Amatsu Tsumi and Kunitsu Tsumi (天つ罪・国つ罪)

"Amatsu tsumi" and "Kunitsu tsumi" are concepts of crime in in the Shintoism. These terms occur as a pair in oharae no kotoba (the great purification incantation) described in 'Norito' (incantations) in Fascicle (Book) 8 of the "Engishiki" (an ancient book for codes and procedures on national rites and prayers). Amatsu tsumi and Kunitsu tsumi are written in Kanji characters as "天つ罪" and "国つ罪" or "天津罪" and "国津罪."

Amatsu tsumi and Kunitsu tsumi are important concepts in understanding the view of "crimes" in ancient Japan, where religion, politics, and legislation were closely related. As Norinaga MOTOORI and the successors pointed out, however, Amatsu tsumi and Kunitsu tsumi were crimes that were closely related to religion. "Kojiki" (The Records of Ancient Matters) and "Nihonshoki" (Chronicles of Japan) include descriptions implying that secular crimes also existed in ancient Japan.

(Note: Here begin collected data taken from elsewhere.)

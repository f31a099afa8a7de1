//! Process records. Each process owns the virtualization state of the guest it runs.

use alloc::{string::String, vec::Vec};
use core::{
    cell::RefCell,
    fmt,
    sync::atomic::{AtomicU32, Ordering},
};
use critical_section::Mutex;
use log::{info, trace};

use crate::vm::{self, Emulated, Host, TrapFrame, VirtConfig, VirtError, VirtState};

pub type ProcessId = u32;

#[derive(Debug, Clone, Copy, PartialEq, Eq)]
pub enum TaskError {
    NoSuchProcess { pid: ProcessId },
    /// The process's guest was terminated; its record is gone.
    Virt(VirtError),
}

impl From<VirtError> for TaskError {
    fn from(err: VirtError) -> Self {
        TaskError::Virt(err)
    }
}

impl fmt::Display for TaskError {
    fn fmt(&self, f: &mut fmt::Formatter<'_>) -> fmt::Result {
        match self {
            TaskError::NoSuchProcess { pid } => write!(f, "no process with id {}", pid),
            TaskError::Virt(err) => write!(f, "guest terminated: {}", err),
        }
    }
}

impl core::error::Error for TaskError {
    fn source(&self) -> Option<&(dyn core::error::Error + 'static)> {
        match self {
            TaskError::Virt(err) => Some(err),
            TaskError::NoSuchProcess { .. } => None,
        }
    }
}

static NEXT_PROCESS_ID: AtomicU32 = AtomicU32::new(0);
static TASK_MANAGER: Mutex<RefCell<Option<TaskManager>>> = Mutex::new(RefCell::new(None));

pub struct TaskManager {
    processes: Vec<Process>,
    current_process_id: Option<ProcessId>,
    config: VirtConfig,
}

impl TaskManager {
    pub fn new(config: VirtConfig) -> Self {
        Self {
            processes: Vec::new(),
            current_process_id: None,
            config,
        }
    }

    pub fn config(&self) -> &VirtConfig {
        &self.config
    }

    /// Register a process and make it current if nothing else is.
    pub fn create_process(&mut self, name: String) -> ProcessId {
        let process = Process::new(name);
        let id = process.id;
        info!("created process {} ({})", id, process.name);
        self.processes.push(process);
        if self.current_process_id.is_none() {
            self.current_process_id = Some(id);
        }
        id
    }

    pub fn switch_to(&mut self, id: ProcessId) -> Result<(), TaskError> {
        if !self.processes.iter().any(|p| p.id == id) {
            return Err(TaskError::NoSuchProcess { pid: id });
        }
        trace!("switched to process {}", id);
        self.current_process_id = Some(id);
        Ok(())
    }

    pub fn current_process_id(&self) -> Option<ProcessId> {
        self.current_process_id
    }

    pub fn process(&self, id: ProcessId) -> Option<&Process> {
        self.processes.iter().find(|p| p.id == id)
    }

    fn process_mut(&mut self, id: ProcessId) -> Option<&mut Process> {
        self.processes.iter_mut().find(|p| p.id == id)
    }

    pub fn processes(&self) -> impl Iterator<Item = &Process> {
        self.processes.iter()
    }

    /// Drop a process record, releasing its shadow tables if it still holds any.
    pub fn remove_process<H: Host>(&mut self, id: ProcessId, host: &mut H) -> Option<Process> {
        let index = self.processes.iter().position(|p| p.id == id)?;
        let mut process = self.processes.remove(index);
        if let Some(virt) = process.virt.as_mut() {
            virt.teardown(host);
        }
        if self.current_process_id == Some(id) {
            self.current_process_id = None;
        }
        info!("removed process {} ({})", id, process.name);
        Some(process)
    }

    /// Hand a privileged-instruction trap of process `id` to its virtualization state, creating
    /// the state on the process's first trap. A process whose guest is terminated is removed.
    pub fn handle_privileged_trap<H: Host, F: TrapFrame>(
        &mut self,
        id: ProcessId,
        host: &mut H,
        frame: &mut F,
    ) -> Result<Emulated, TaskError> {
        let config = self.config;
        let process = self
            .process_mut(id)
            .ok_or(TaskError::NoSuchProcess { pid: id })?;
        let virt = process.virt.get_or_insert_with(|| VirtState::new(config));

        let result = vm::trap_and_emulate(virt, host, frame);
        if result.is_err() {
            // the guest is already torn down and killed; forget the record
            self.remove_process(id, host);
        }
        result.map_err(TaskError::from)
    }
}

pub struct Process {
    pub id: ProcessId,
    pub name: String,
    virt: Option<VirtState>,
}

impl Process {
    fn new(name: String) -> Self {
        Self {
            id: NEXT_PROCESS_ID.fetch_add(1, Ordering::Relaxed),
            name,
            virt: None,
        }
    }

    /// The guest's virtualization state, once it has trapped at least once.
    pub fn virt(&self) -> Option<&VirtState> {
        self.virt.as_ref()
    }
}

/// Create the global task manager. Returns false if it already exists.
pub fn init_task_manager(config: VirtConfig) -> bool {
    let created = critical_section::with(|cs| {
        let mut task_manager = TASK_MANAGER.borrow_ref_mut(cs);
        if task_manager.is_some() {
            return false;
        }
        task_manager.replace(TaskManager::new(config));
        true
    });
    if created {
        info!("task manager initialized");
    }
    created
}

/// Run `f` on the global task manager, or return None if it was never initialized.
pub fn with_task_manager<F, R>(f: F) -> Option<R>
where
    F: FnOnce(&mut TaskManager) -> R,
{
    critical_section::with(|cs| {
        let mut task_manager = TASK_MANAGER.borrow_ref_mut(cs);
        task_manager.as_mut().map(f)
    })
}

If one follows Shinobu ORIKUCHI's theory, originally amatsu tsumi was written as 雨障, implied how during the rainy season, farmers stayed indoors and were repentant of their misdeeds. Gradually the characters 天つ罪 came to be used for amatsu tsumi, implying SUSANO no Mikoto's various misdeeds in Takamanohara, the Plain of High Heaven (see the section of "Iwatogakure") in Japanese Mythology. In response to this interpretation, eventually kunitsu tsumi came to be perceived as the complementary opposite of amatsu tsumi.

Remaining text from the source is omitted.